Virologistas da gripe ao redor do mundo há anos usam freezers para armazenar cepas do vírus da gripe, incluindo algumas que foram extintas na natureza. O medo de uma nova pandemia de gripe suína H1N1 em 1976 nos Estados Unidos levaram a um aumento mundial na pesquisa sobre vírus H1N1 e vacinas. Uma liberação acidental de um desses vírus armazenados era certamente possível em qualquer um dos países onde a pesquisa sobre H1N1 estava ocorrendo, incluindo China, Rússia, EUA, Reino Unido e provavelmente outros.


Anos após o ressurgimento, Palese, o microbiologista, refletiu sobre conversas pessoais que teve na época com Chi-Ming Chu, o principal especialista chinês em gripe. Palese escreveu em 2004 que "a introdução do vírus H1N1 de 1977 é agora considerada o resultado de testes de vacinas no Extremo Oriente envolvendo o desafio de vários milhares de recrutas militares com o vírus H1N1 vivo".

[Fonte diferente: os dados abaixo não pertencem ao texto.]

//! Logging setup using `tracing-subscriber`.
//!
//! Logs always go to stderr so that stdout carries only command output.
//! `RUST_LOG` takes precedence over the `-v` count.

use tracing::Level;
use tracing_subscriber::EnvFilter;

/// Map the `-v` count to a level.
///
/// - 0: warn
/// - 1 (`-v`): info
/// - 2 (`-vv`): debug
/// - 3+ (`-vvv`): trace
pub fn level_from_verbosity(verbosity: u8) -> Level {
    match verbosity {
        0 => Level::WARN,
        1 => Level::INFO,
        2 => Level::DEBUG,
        _ => Level::TRACE,
    }
}

/// Install the global subscriber. Later calls are ignored.
pub fn init_logging(verbosity: u8) {
    let filter = build_env_filter(level_from_verbosity(verbosity));
    let _ = tracing_subscriber::fmt()
        .with_env_filter(filter)
        .with_writer(std::io::stderr)
        .with_target(false)
        .without_time()
        .try_init();
}

fn build_env_filter(level: Level) -> EnvFilter {
    EnvFilter::try_from_default_env().unwrap_or_else(|_| {
        // Other crates stay at warn
        EnvFilter::new(format!(
            "warn,delfor_cli={level},delfor_edifact={level},delfor_export={level},delfor_model={level}",
            level = level.as_str().to_lowercase()
        ))
    })
}

#[cfg(test)]
mod tests {
    use super::*;

    #[test]
    fn test_verbosity_levels() {
        assert_eq!(level_from_verbosity(0), Level::WARN);
        assert_eq!(level_from_verbosity(1), Level::INFO);
        assert_eq!(level_from_verbosity(2), Level::DEBUG);
        assert_eq!(level_from_verbosity(7), Level::TRACE);
    }
}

Embora exatamente como tal liberação acidental pode ter ocorrido durante um teste de vacina seja desconhecido, há duas possibilidades principais. Primeiro, os cientistas poderiam ter usado o vírus H1N1 ressuscitado como seu material inicial para o desenvolvimento de uma vacina H1N1 viva e atenuada. Se o vírus na vacina não fosse adequadamente enfraquecido, ele poderia ter se tornado transmissível de pessoa para pessoa. Outra possibilidade é que os pesquisadores usaram o vírus vivo e ressuscitado para testar a imunidade fornecida pelas vacinas H1N1 convencionais, e ele escapou acidentalmente do ambiente de pesquisa.


Seja qual for o mecanismo específico da liberação, a combinação da localização e do momento detalhados das origens da pandemia e a estatura de Chu e Palese como fontes altamente confiáveis ​​se combinam para fazer um forte caso para uma liberação acidental na China como a fonte do vírus da pandemia da gripe russa.


Uma lição 


A ressurreição de um vírus H1N1 extinto, mas perigoso, adaptado ao homem, aconteceu enquanto o mundo lutava para evitar o que era percebido como o surgimento iminente de uma pandemia de gripe suína H1N1. As pessoas estavam tão preocupadas com a possibilidade de uma nova pandemia que inadvertidamente causaram uma. 


Não tenho intenção de colocar a culpa aqui; na verdade, meu ponto principal é que na névoa epidemiológica do momento em 1976, com a ansiedade aumentando em todo o mundo sobre uma pandemia iminente, uma unidade de pesquisa em qualquer país poderia ter acidentalmente liberado o vírus ressuscitado que veio a ser chamado de gripe russa. Na pressa global para evitar uma possível nova pandemia de gripe suína H1N1 de Fort Dix por meio de pesquisa e vacinação, acidentes poderiam ter acontecido em qualquer lugar.


Claro, as instalações e políticas de biocontenção melhoraram drasticamente ao longo do último meio século. Mas, ao mesmo tempo, houve uma proliferação igualmente dramática de laboratórios de alta contenção ao redor do mundo.


Ainda se recuperando da COVID-19, o mundo agora enfrenta novas ameaças entre espécies de vírus da gripe aviária, vírus mpox e outros. É fundamental que sejamos rápidos para responder a essas ameaças emergentes e evitar mais uma conflagração global de doenças. Rápido, mas não rápido demais, a história sugere.